======== INPUT RECORDS

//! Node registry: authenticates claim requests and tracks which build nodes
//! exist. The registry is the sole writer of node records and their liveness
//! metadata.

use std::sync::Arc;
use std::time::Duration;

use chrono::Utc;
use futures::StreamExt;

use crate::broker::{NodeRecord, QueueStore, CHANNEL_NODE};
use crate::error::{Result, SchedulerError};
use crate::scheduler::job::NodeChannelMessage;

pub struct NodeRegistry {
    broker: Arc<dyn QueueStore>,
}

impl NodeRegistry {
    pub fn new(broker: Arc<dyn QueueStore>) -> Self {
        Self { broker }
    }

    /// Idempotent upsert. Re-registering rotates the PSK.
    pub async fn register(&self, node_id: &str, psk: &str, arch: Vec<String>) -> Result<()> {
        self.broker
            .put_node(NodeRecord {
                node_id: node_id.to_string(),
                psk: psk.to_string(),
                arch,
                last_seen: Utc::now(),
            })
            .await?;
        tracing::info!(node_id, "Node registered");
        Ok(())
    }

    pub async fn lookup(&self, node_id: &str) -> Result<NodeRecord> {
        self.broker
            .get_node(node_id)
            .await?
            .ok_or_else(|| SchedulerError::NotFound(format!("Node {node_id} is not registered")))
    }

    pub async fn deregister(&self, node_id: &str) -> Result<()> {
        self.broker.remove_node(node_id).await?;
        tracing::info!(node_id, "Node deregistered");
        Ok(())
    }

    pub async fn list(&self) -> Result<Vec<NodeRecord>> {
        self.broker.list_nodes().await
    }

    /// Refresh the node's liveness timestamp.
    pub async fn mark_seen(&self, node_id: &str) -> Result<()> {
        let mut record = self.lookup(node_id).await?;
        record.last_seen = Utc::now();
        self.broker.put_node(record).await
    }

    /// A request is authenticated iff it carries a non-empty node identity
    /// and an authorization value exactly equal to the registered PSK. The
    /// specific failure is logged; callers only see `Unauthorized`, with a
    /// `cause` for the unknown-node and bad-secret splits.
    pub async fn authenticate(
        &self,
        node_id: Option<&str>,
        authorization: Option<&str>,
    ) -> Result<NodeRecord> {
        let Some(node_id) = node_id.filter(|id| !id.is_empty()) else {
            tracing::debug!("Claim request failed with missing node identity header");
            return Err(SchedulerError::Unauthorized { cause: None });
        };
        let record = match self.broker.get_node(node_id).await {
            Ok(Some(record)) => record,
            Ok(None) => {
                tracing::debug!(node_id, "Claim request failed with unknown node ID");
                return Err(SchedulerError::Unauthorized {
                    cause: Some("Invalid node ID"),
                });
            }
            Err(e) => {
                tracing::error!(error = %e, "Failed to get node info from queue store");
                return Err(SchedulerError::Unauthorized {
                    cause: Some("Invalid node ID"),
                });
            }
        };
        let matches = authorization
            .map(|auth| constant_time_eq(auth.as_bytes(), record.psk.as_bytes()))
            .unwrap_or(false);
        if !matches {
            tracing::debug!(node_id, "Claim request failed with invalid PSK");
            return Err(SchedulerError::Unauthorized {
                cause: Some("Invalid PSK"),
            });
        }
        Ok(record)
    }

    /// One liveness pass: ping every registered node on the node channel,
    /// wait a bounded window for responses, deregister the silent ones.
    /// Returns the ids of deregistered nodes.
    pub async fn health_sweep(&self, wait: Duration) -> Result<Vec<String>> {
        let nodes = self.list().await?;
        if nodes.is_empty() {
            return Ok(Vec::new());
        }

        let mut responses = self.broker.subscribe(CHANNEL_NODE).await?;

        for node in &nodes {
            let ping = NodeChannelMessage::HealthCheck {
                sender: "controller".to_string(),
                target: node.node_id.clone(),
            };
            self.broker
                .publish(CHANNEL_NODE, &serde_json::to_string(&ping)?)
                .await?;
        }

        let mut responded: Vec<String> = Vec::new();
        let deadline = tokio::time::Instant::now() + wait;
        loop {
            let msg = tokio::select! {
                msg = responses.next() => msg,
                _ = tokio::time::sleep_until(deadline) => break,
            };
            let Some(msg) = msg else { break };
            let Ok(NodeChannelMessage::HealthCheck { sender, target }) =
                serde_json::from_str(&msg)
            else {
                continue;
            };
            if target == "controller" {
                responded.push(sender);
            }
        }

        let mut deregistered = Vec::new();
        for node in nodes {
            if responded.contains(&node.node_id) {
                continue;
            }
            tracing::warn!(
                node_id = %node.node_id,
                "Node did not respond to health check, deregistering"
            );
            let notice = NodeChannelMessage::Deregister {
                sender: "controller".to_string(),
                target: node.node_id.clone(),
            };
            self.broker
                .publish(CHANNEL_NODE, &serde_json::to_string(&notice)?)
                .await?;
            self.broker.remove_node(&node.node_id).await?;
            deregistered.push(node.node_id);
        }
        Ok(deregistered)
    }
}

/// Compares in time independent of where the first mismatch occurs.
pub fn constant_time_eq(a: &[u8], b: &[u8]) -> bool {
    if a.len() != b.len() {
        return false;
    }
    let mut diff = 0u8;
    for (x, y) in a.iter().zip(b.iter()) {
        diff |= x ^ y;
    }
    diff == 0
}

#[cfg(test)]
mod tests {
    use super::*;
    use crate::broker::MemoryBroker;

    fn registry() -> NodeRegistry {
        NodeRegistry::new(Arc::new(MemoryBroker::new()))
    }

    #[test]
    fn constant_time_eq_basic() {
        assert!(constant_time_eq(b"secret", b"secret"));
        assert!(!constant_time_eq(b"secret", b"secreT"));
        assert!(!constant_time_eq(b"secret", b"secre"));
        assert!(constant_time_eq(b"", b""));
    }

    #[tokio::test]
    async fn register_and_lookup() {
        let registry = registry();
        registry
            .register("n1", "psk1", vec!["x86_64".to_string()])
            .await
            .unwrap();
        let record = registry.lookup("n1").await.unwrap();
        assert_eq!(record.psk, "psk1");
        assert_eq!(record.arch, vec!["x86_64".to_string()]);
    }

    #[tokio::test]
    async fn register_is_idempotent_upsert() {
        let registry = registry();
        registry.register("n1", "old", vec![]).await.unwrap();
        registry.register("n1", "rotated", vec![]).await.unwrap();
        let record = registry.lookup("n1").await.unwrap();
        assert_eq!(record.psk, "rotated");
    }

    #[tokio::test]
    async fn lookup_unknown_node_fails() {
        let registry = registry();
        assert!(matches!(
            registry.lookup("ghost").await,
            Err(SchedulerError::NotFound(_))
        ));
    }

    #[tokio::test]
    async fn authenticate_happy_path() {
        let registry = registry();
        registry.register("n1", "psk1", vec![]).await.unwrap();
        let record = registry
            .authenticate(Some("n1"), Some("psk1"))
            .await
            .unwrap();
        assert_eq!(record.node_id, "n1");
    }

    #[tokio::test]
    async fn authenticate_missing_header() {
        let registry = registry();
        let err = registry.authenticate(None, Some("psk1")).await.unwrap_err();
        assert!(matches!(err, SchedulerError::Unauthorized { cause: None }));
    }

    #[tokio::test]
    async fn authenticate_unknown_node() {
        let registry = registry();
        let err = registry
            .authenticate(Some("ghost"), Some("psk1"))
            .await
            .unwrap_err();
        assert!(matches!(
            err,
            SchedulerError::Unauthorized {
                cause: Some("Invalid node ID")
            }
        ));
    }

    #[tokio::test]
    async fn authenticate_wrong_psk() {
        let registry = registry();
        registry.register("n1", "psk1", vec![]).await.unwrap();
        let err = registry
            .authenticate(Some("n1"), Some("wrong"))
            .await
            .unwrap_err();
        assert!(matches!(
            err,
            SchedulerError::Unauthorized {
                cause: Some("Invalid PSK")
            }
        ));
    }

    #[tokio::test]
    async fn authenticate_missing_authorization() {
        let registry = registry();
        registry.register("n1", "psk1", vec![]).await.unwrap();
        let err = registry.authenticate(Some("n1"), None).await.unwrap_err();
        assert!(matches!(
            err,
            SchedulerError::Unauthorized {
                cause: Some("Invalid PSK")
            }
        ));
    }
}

================

## [WHAT YOU ARE ASKED TO DO]
All records should be returned verbatim, none left out.

## [EXERCISE RESPONSE]
//! Node registry: authenticates claim requests and tracks which build nodes
//! exist. The registry is the sole writer of node records and their liveness
//! metadata.

use std::sync::Arc;
use std::time::Duration;

use chrono::Utc;
use futures::StreamExt;

use crate::broker::{NodeRecord, QueueStore, CHANNEL_NODE};
use crate::error::{Result, SchedulerError};
use crate::scheduler::job::NodeChannelMessage;

pub struct NodeRegistry {
    broker: Arc<dyn QueueStore>,
}

impl NodeRegistry {
    pub fn new(broker: Arc<dyn QueueStore>) -> Self {
        Self { broker }
    }

    /// Idempotent upsert. Re-registering rotates the PSK.
    pub async fn register(&self, node_id: &str, psk: &str, arch: Vec<String>) -> Result<()> {
        self.broker
            .put_node(NodeRecord {
                node_id: node_id.to_string(),
                psk: psk.to_string(),
                arch,
                last_seen: Utc::now(),
            })
            .await?;
        tracing::info!(node_id, "Node registered");
        Ok(())
    }

    pub async fn lookup(&self, node_id: &str) -> Result<NodeRecord> {
        self.broker
            .get_node(node_id)
            .await?
            .ok_or_else(|| SchedulerError::NotFound(format!("Node {node_id} is not registered")))
    }

    pub async fn deregister(&self, node_id: &str) -> Result<()> {
        self.broker.remove_node(node_id).await?;
        tracing::info!(node_id, "Node deregistered");
        Ok(())
    }

    pub async fn list(&self) -> Result<Vec<NodeRecord>> {
        self.broker.list_nodes().await
    }

    /// Refresh the node's liveness timestamp.
    pub async fn mark_seen(&self, node_id: &str) -> Result<()> {
        let mut record = self.lookup(node_id).await?;
        record.last_seen = Utc::now();
        self.broker.put_node(record).await
    }

    /// A request is authenticated iff it carries a non-empty node identity
    /// and an authorization value exactly equal to the registered PSK. The
    /// specific failure is logged; callers only see `Unauthorized`, with a
    /// `cause` for the unknown-node and bad-secret splits.
    pub async fn authenticate(
        &self,
        node_id: Option<&str>,
        authorization: Option<&str>,
    ) -> Result<NodeRecord> {
        let Some(node_id) = node_id.filter(|id| !id.is_empty()) else {
            tracing::debug!("Claim request failed with missing node identity header");
            return Err(SchedulerError::Unauthorized { cause: None });
        };
        let record = match self.broker.get_node(node_id).await {
            Ok(Some(record)) => record,
            Ok(None) => {
                tracing::debug!(node_id, "Claim request failed with unknown node ID");
                return Err(SchedulerError::Unauthorized {
                    cause: Some("Invalid node ID"),
                });
            }
            Err(e) => {
                tracing::error!(error = %e, "Failed to get node info from queue store");
                return Err(SchedulerError::Unauthorized {
                    cause: Some("Invalid node ID"),
                });
            }
        };
        let matches = authorization
            .map(|auth| constant_time_eq(auth.as_bytes(), record.psk.as_bytes()))
            .unwrap_or(false);
        if !matches {
            tracing::debug!(node_id, "Claim request failed with invalid PSK");
            return Err(SchedulerError::Unauthorized {
                cause: Some("Invalid PSK"),
            });
        }
        Ok(record)
    }

    /// One liveness pass: ping every registered node on the node channel,
    /// wait a bounded window for responses, deregister the silent ones.
    /// Returns the ids of deregistered nodes.
    pub async fn health_sweep(&self, wait: Duration) -> Result<Vec<String>> {
        let nodes = self.list().await?;
        if nodes.is_empty() {
            return Ok(Vec::new());
        }

        let mut responses = self.broker.subscribe(CHANNEL_NODE).await?;

        for node in &nodes {
            let ping = NodeChannelMessage::HealthCheck {
                sender: "controller".to_string(),
                target: node.node_id.clone(),
            };
            self.broker
                .publish(CHANNEL_NODE, &serde_json::to_string(&ping)?)
                .await?;
        }

        let mut responded: Vec<String> = Vec::new();
        let deadline = tokio::time::Instant::now() + wait;
        loop {
            let msg = tokio::select! {
                msg = responses.next() => msg,
                _ = tokio::time::sleep_until(deadline) => break,
            };
            let Some(msg) = msg else { break };
            let Ok(NodeChannelMessage::HealthCheck { sender, target }) =
                serde_json::from_str(&msg)
            else {
                continue;
            };
            if target == "controller" {
                responded.push(sender);
            }
        }

        let mut deregistered = Vec::new();
        for node in nodes {
            if responded.contains(&node.node_id) {
                continue;
            }
            tracing::warn!(
                node_id = %node.node_id,
                "Node did not respond to health check, deregistering"
            );
            let notice = NodeChannelMessage::Deregister {
                sender: "controller".to_string(),
                target: node.node_id.clone(),
            };
            self.broker
                .publish(CHANNEL_NODE, &serde_json::to_string(&notice)?)
                .await?;
            self.broker.remove_node(&node.node_id).await?;
            deregistered.push(node.node_id);
        }
        Ok(deregistered)
    }
}

/// Compares in time independent of where the first mismatch occurs.
pub fn constant_time_eq(a: &[u8], b: &[u8]) -> bool {
    if a.len() != b.len() {
        return false;
    }
    let mut diff = 0u8;
    for (x, y) in a.iter().zip(b.iter()) {
        diff |= x ^ y;
    }
    diff == 0
}

#[cfg(test)]
mod tests {
    use super::*;
    use crate::broker::MemoryBroker;

    fn registry() -> NodeRegistry {
        NodeRegistry::new(Arc::new(MemoryBroker::new()))
    }

    #[test]
    fn constant_time_eq_basic() {
        assert!(constant_time_eq(b"secret", b"secret"));
        assert!(!constant_time_eq(b"secret", b"secreT"));
        assert!(!constant_time_eq(b"secret", b"secre"));
        assert!(constant_time_eq(b"", b""));
    }

    #[tokio::test]
    async fn register_and_lookup() {
        let registry = registry();
        registry
            .register("n1", "psk1", vec!["x86_64".to_string()])
            .await
            .unwrap();
        let record = registry.lookup("n1").await.unwrap();
        assert_eq!(record.psk, "psk1");
        assert_eq!(record.arch, vec!["x86_64".to_string()]);
    }

    #[tokio::test]
    async fn register_is_idempotent_upsert() {
        let registry = registry();
        registry.register("n1", "old", vec![]).await.unwrap();
        registry.register("n1", "rotated", vec![]).await.unwrap();
        let record = registry.lookup("n1").await.unwrap();
        assert_eq!(record.psk, "rotated");
    }

    #[tokio::test]
    async fn lookup_unknown_node_fails() {
        let registry = registry();
        assert!(matches!(
            registry.lookup("ghost").await,
            Err(SchedulerError::NotFound(_))
        ));
    }

    #[tokio::test]
    async fn authenticate_happy_path() {
        let registry = registry();
        registry.register("n1", "psk1", vec![]).await.unwrap();
        let record = registry
            .authenticate(Some("n1"), Some("psk1"))
            .await
            .unwrap();
        assert_eq!(record.node_id, "n1");
    }

    #[tokio::test]
    async fn authenticate_missing_header() {
        let registry = registry();
        let err = registry.authenticate(None, Some("psk1")).await.unwrap_err();
        assert!(matches!(err, SchedulerError::Unauthorized { cause: None }));
    }

    #[tokio::test]
    async fn authenticate_unknown_node() {
        let registry = registry();
        let err = registry
            .authenticate(Some("ghost"), Some("psk1"))
            .await
            .unwrap_err();
        assert!(matches!(
            err,
            SchedulerError::Unauthorized {
                cause: Some("Invalid node ID")
            }
        ));
    }

    #[tokio::test]
    async fn authenticate_wrong_psk() {
        let registry = registry();
        registry.register("n1", "psk1", vec![]).await.unwrap();
        let err = registry
            .authenticate(Some("n1"), Some("wrong"))
            .await
            .unwrap_err();
        assert!(matches!(
            err,
            SchedulerError::Unauthorized {
                cause: Some("Invalid PSK")
            }
        ));
    }

    #[tokio::test]
    async fn authenticate_missing_authorization() {
        let registry = registry();
        registry.register("n1", "psk1", vec![]).await.unwrap();
        let err = registry.authenticate(Some("n1"), None).await.unwrap_err();
        assert!(matches!(
            err,
            SchedulerError::Unauthorized {
                cause: Some("Invalid PSK")
            }
        ));
    }
}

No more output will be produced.